Em 2008 foram assassinadas pelos companheiros ou ex-companheiros, pelo menos, 43 mulheres. Até final de Maio de 2009 foram assassinadas 11. Na última semana foram duas.

Hoje é o Dia Internacional para a Erradicação da Violência Contra as Mulheres. Em Portugal a maior causa de homicídios é a violência doméstica. E mata mulheres. A Assembleia da República - e bem - não deixará de assinalar o dia na próxima sessão plenária. É urgente que faça bem mais do que assinalar.

"A origem da violência de género encontra-se em causas sociológicas que levaram as mulheres a defrontarem-se com uma situação de desigualdade real em relação aos homens. A discriminação de género subsiste e contribui para a manutenção de desigualdades de oportunidades e de poder, que também se manifestam sob a forma de violência."

Catarina Martins

» 4 Comentários
4"A Liberdade,não tem sexo!"
em 16 de December de 2009 02:13por Lidia Meireles
A liberdade é um estado de direito que nos assiste desde o nascimento! 
Então temos que lutar,não pela nossa liberdade,mas sim para colocar nos devidos sitios,todo e qualquer individuo que atente contra a integridade fisica,e moral de outro ser humano. 
Então,isto diz-nos respeito a todos...porque o que se esta a falar aqui é de:assassinos!
3"combate"
em 25 de November de 2009 10:58por albano martins
cont. A hierarquização do recreio das nossas escolas do 1º e 2º ciclo é feita com base numa permitida, evidente e degradante violência. As lutas mais ou menos simuladas, mas as ameaças e a brutalidade latentes são estranhamente admitidas pela escola como normalidade.
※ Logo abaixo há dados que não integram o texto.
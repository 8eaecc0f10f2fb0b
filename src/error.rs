//! Error taxonomy for the reconciliation pipeline.

use thiserror::Error;

#[derive(Error, Debug)]
pub enum PipelineError {
    /// Rate limits, gateway errors and timeouts. Retried with backoff.
    #[error("transient rpc error from {endpoint}: {message}")]
    Transient { endpoint: String, message: String },

    #[error("rpc error {code}: {message}")]
    Rpc { code: i64, message: String },

    /// Provider refused the block range (too many results / range too wide).
    #[error("log query range too large: {0}")]
    RangeTooLarge(String),

    #[error("retries exhausted after {attempts} attempts: {last_error}")]
    RetriesExhausted { attempts: u32, last_error: String },

    #[error("data quality: {0}")]
    DataQuality(String),

    #[error("schema mismatch: {0}")]
    SchemaMismatch(String),

    #[error("validation failed for {table}: {reason}")]
    Validation { table: String, reason: String },

    /// At least one ingestion worker halted; later stages must not run on a gap.
    #[error("ingestion incomplete: {0}")]
    IngestIncomplete(String),

    #[error("worker failed: {0}")]
    Worker(String),

    #[error("checkpoint error: {0}")]
    Checkpoint(String),

    #[error("configuration error: {0}")]
    Config(String),

    #[error("table not found: {0}")]
    TableNotFound(String),

    #[error("io error: {0}")]
    Io(#[from] std::io::Error),

    #[error("json error: {0}")]
    Json(#[from] serde_json::Error),

    #[error("database error: {0}")]
    Database(#[from] rusqlite::Error),

    #[error("http error: {0}")]
    Http(#[from] reqwest::Error),
}

impl PipelineError {
    pub fn validation(table: &str, reason: impl Into<String>) -> Self {
        PipelineError::Validation {
            table: table.to_string(),
            reason: reason.into(),
        }
    }

    /// Whether a retry against the same or another endpoint may succeed.
    pub fn is_transient(&self) -> bool {
        match self {
            PipelineError::Transient { .. } => true,
            PipelineError::Http(e) => e.is_timeout() || e.is_connect() || e.is_request(),
            _ => false,
        }
    }
}

pub type Result<T> = std::result::Result<T, PipelineError>;

#[cfg(test)]
mod tests {
    use super::*;

    #[test]
    fn only_infrastructure_failures_are_transient() {
        let t = PipelineError::Transient {
            endpoint: "https://rpc.example".into(),
            message: "429 Too Many Requests".into(),
        };
        assert!(t.is_transient());
        assert!(!PipelineError::Rpc { code: -32602, message: "bad params".into() }.is_transient());
        assert!(!PipelineError::RangeTooLarge("more than 10000 results".into()).is_transient());
        assert!(!PipelineError::validation("trades", "fanout").is_transient());
    }
}
//! Stage 3: join trades to the market dimension and to resolutions.
//!
//! Upstream feeds disagree, so each condition ID gets exactly one winning
//! row per table, picked by source precedence (API over CLOB over chain),
//! then most recent update, then a stable tie-break on content.

use crate::error::{PipelineError, Result};
use crate::ids::{is_canonical_condition_id, parse_condition_id, FormatProfile};
use crate::model::{
    DataQuality, EnrichedTrade, Market, MarketSource, ReconstructedTrade, Resolution,
};
use std::cmp::Reverse;
use std::collections::{BTreeMap, HashMap};
use tracing::{info, warn};

#[derive(Debug, Clone, Default)]
pub struct ResolvedMarkets {
    /// Every well-formed input row, normalized, with `canonical` set on the winners.
    pub rows: Vec<Market>,
    /// Condition IDs offered by more than one row.
    pub conflicts: usize,
    /// Rows dropped for an unusable condition ID.
    pub rejected: usize,
}

impl ResolvedMarkets {
    pub fn canonical(&self) -> impl Iterator<Item = &Market> {
        self.rows.iter().filter(|m| m.canonical)
    }
}

#[derive(Debug, Clone, Default)]
pub struct ResolvedResolutions {
    /// Every usable row, normalized, winner derived.
    pub rows: Vec<Resolution>,
    pub canonical: Vec<Resolution>,
    pub conflicts: usize,
    pub rejected: usize,
}

/// Normalize condition IDs and flag one canonical row per condition.
pub fn resolve_markets(rows: Vec<Market>) -> ResolvedMarkets {
    let mut out = ResolvedMarkets::default();
    let mut by_id: BTreeMap<String, Vec<Market>> = BTreeMap::new();
    for mut m in rows {
        match parse_condition_id(&m.condition_id) {
            Ok(id) => {
                m.condition_id = id;
                m.canonical = false;
                by_id.entry(m.condition_id.clone()).or_default().push(m);
            }
            Err(q) => {
                warn!("market {:?} dropped: {}", m.condition_id, q.as_str());
                out.rejected += 1;
            }
        }
    }

    for (_, mut candidates) in by_id {
        if candidates.len() > 1 {
            out.conflicts += 1;
        }
        candidates.sort_by(|a, b| {
            (a.source, Reverse(a.updated_at), &a.question, &a.tokens).cmp(&(
                b.source,
                Reverse(b.updated_at),
                &b.question,
                &b.tokens,
            ))
        });
        candidates[0].canonical = true;
        out.rows.extend(candidates);
    }
    out
}

/// Why a resolution row cannot be used.
pub fn check_resolution(r: &Resolution) -> std::result::Result<(), String> {
    if r.payout_numerators.len() != 2 {
        return Err(format!("{} outcomes, expected 2", r.payout_numerators.len()));
    }
    if r.payout_denominator == 0 {
        return Err("zero payout denominator".into());
    }
    let sum: u128 = r.payout_numerators.iter().map(|n| u128::from(*n)).sum();
    if sum != u128::from(r.payout_denominator) {
        return Err(format!(
            "numerators sum to {} but denominator is {}",
            sum, r.payout_denominator
        ));
    }
    Ok(())
}

/// Validate resolutions and keep one per condition by source precedence.
/// The winning index is always derived from the payout vector.
pub fn resolve_resolutions(rows: Vec<Resolution>) -> ResolvedResolutions {
    let mut out = ResolvedResolutions::default();
    let mut by_id: BTreeMap<String, Vec<Resolution>> = BTreeMap::new();
    for mut r in rows {
        let id = match parse_condition_id(&r.condition_id) {
            Ok(id) => id,
            Err(q) => {
                warn!("resolution {:?} dropped: {}", r.condition_id, q.as_str());
                out.rejected += 1;
                continue;
            }
        };
        if let Err(reason) = check_resolution(&r) {
            warn!("resolution {} dropped: {}", id, reason);
            out.rejected += 1;
            continue;
        }
        let derived = r.derived_winner();
        if r.winning_index.is_some() && r.winning_index != derived {
            warn!(
                "resolution {}: feed winner {:?} disagrees with payout vector {:?}",
                id, r.winning_index, r.payout_numerators
            );
        }
        r.condition_id = id;
        r.winning_index = derived;
        by_id.entry(r.condition_id.clone()).or_default().push(r);
    }

    for (_, mut candidates) in by_id {
        if candidates.len() > 1 {
            out.conflicts += 1;
        }
        candidates.sort_by(|a, b| {
            (a.source, Reverse(a.resolved_at), &a.payout_numerators).cmp(&(
                b.source,
                Reverse(b.resolved_at),
                &b.payout_numerators,
            ))
        });
        out.canonical.push(candidates[0].clone());
        out.rows.extend(candidates);
    }
    out
}

#[derive(Debug, Clone, Default, PartialEq)]
pub struct MappingReport {
    pub trades: usize,
    pub valid_trades: usize,
    pub quarantined_trades: usize,
    /// Quarantined because no market lists the position id.
    pub unmapped_trades: usize,
    pub matched_markets: usize,
    pub resolved_trades: usize,
    pub market_conflicts: usize,
    pub resolution_conflicts: usize,
    pub winners_by_source: BTreeMap<MarketSource, usize>,
}

impl MappingReport {
    /// Share of joinable trades that found their market. Trades whose
    /// position id matched no market count as misses, so a missing market
    /// table reads as zero coverage rather than a vacuous pass.
    pub fn coverage(&self) -> f64 {
        let joinable = self.valid_trades + self.unmapped_trades;
        if joinable == 0 {
            return if self.trades == 0 { 1.0 } else { 0.0 };
        }
        self.matched_markets as f64 / joinable as f64
    }
}

pub struct Enricher {
    markets: HashMap<String, Market>,
    resolutions: HashMap<String, Resolution>,
    market_conflicts: usize,
    resolution_conflicts: usize,
}

impl Enricher {
    pub fn new(markets: Vec<Market>, resolutions: Vec<Resolution>) -> Self {
        let markets = resolve_markets(markets);
        let resolutions = resolve_resolutions(resolutions);
        Self {
            market_conflicts: markets.conflicts,
            resolution_conflicts: resolutions.conflicts,
            markets: markets
                .rows
                .into_iter()
                .filter(|m| m.canonical)
                .map(|m| (m.condition_id.clone(), m))
                .collect(),
            resolutions: resolutions
                .canonical
                .into_iter()
                .map(|r| (r.condition_id.clone(), r))
                .collect(),
        }
    }

    /// One enriched row per trade. Quarantined trades pass through without
    /// joins; unresolved markets carry `None` for every resolution field.
    pub fn enrich(&self, trades: &[ReconstructedTrade]) -> (Vec<EnrichedTrade>, MappingReport) {
        let mut report = MappingReport {
            trades: trades.len(),
            market_conflicts: self.market_conflicts,
            resolution_conflicts: self.resolution_conflicts,
            ..Default::default()
        };
        let mut out = Vec::with_capacity(trades.len());
        for trade in trades {
            let mut row = EnrichedTrade {
                trade: trade.clone(),
                question: None,
                category: None,
                market_source: None,
                payout_numerators: None,
                payout_denominator: None,
                winning_index: None,
                resolution_source: None,
            };
            if !trade.quality.is_valid() {
                report.quarantined_trades += 1;
                if trade.quality == DataQuality::UnmappedToken {
                    report.unmapped_trades += 1;
                }
                out.push(row);
                continue;
            }
            report.valid_trades += 1;
            if let Some(m) = self.markets.get(&trade.condition_id) {
                report.matched_markets += 1;
                *report.winners_by_source.entry(m.source).or_default() += 1;
                row.question = Some(m.question.clone());
                row.category = m.category.clone();
                row.market_source = Some(m.source);
            }
            if let Some(r) = self.resolutions.get(&trade.condition_id) {
                report.resolved_trades += 1;
                row.payout_numerators = Some(r.payout_numerators.clone());
                row.payout_denominator = Some(r.payout_denominator);
                row.winning_index = r.winning_index;
                row.resolution_source = Some(r.source);
            }
            out.push(row);
        }
        (out, report)
    }
}

/// Valid trade rows must already carry canonical condition IDs; anything
/// else means a stage upstream skipped normalization.
pub fn check_trade_ids(trades: &[ReconstructedTrade]) -> Result<()> {
    let bad: Vec<&str> = trades
        .iter()
        .filter(|t| t.quality.is_valid() && !is_canonical_condition_id(&t.condition_id))
        .map(|t| t.condition_id.as_str())
        .take(5)
        .collect();
    if bad.is_empty() {
        return Ok(());
    }
    Err(PipelineError::SchemaMismatch(format!(
        "valid trades carry non-canonical condition ids, e.g. {:?}",
        bad
    )))
}

/// Warn when a raw feed mixes identifier conventions.
pub fn profile_feed<'a>(table: &str, ids: impl IntoIterator<Item = &'a str>) -> FormatProfile {
    let profile = FormatProfile::of(ids);
    if profile.is_mixed() || profile.uppercase > 0 {
        warn!(
            "{}: mixed condition id formats ({} prefixed, {} bare, {} uppercase)",
            table, profile.prefixed, profile.unprefixed, profile.uppercase
        );
    }
    profile
}

/// Near-zero coverage is a normalization bug or a missing market table,
/// not missing data.
pub fn require_coverage(what: &str, coverage: f64, min_coverage: f64) -> Result<()> {
    if coverage < min_coverage {
        return Err(PipelineError::SchemaMismatch(format!(
            "{} coverage {:.3} below minimum {:.3}; \
             check the market table and condition id normalization on both sides",
            what, coverage, min_coverage
        )));
    }
    Ok(())
}

pub fn check_coverage(report: &MappingReport, min_coverage: f64) -> Result<()> {
    let coverage = report.coverage();
    info!(
        "join coverage {:.1}% ({} of {} valid, {} unmapped), {} resolved",
        coverage * 100.0,
        report.matched_markets,
        report.valid_trades,
        report.unmapped_trades,
        report.resolved_trades
    );
    require_coverage("market join", coverage, min_coverage)
}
No recreio da escola impera, lidera e manda a estupidez. Dali ao tiro, à faca, ao estrangulamento é um dia. Dali à bota cardada, ao míssil, à ogiva são dois dias.
2"combate ao sexismo"
em 25 de November de 2009 10:57por albano martins
Enquanto pai, de dois rapazes e de duas raparigas, tenho notado esbatimento das ideias sexistas. Ou as lutas teriam sido em vão. E não foram: no meu tempo era pior, no tempo dos meus avós... escravatura. Está tudo ainda por fazer e não é fácil. Ainda por cima, de facto, os rapazes são mais fortes. Eliminar a força, a estupidez, da hierarquização da sociedade é a melhor contribuição para a igualdade. As meninas de 7 anos fazem bem em não reagir, os meninos de 7 anos fazem mal em atacar. cont.
1Comentários
em 24 de November de 2009 13:23por Catarina Martins (Coimbra
Enquanto mãe de filhas pequenas, tenho notado um reforço de ideias sexistas em diversas faixas etárias. Meninos que recusam terminantemente o cor-de-rosa quando a professora imprime fichas em papel dessa cor. Meninas de 7 anos que não reagem a agressões de meninos muito mais pequenos e fracos, porque "os meninos são mais fortes". Temos de reforçar a nossa actuação no âmbito da educação, promovendo práticas de combate ao sexismo. O BE na AR deve agir nesse sentido.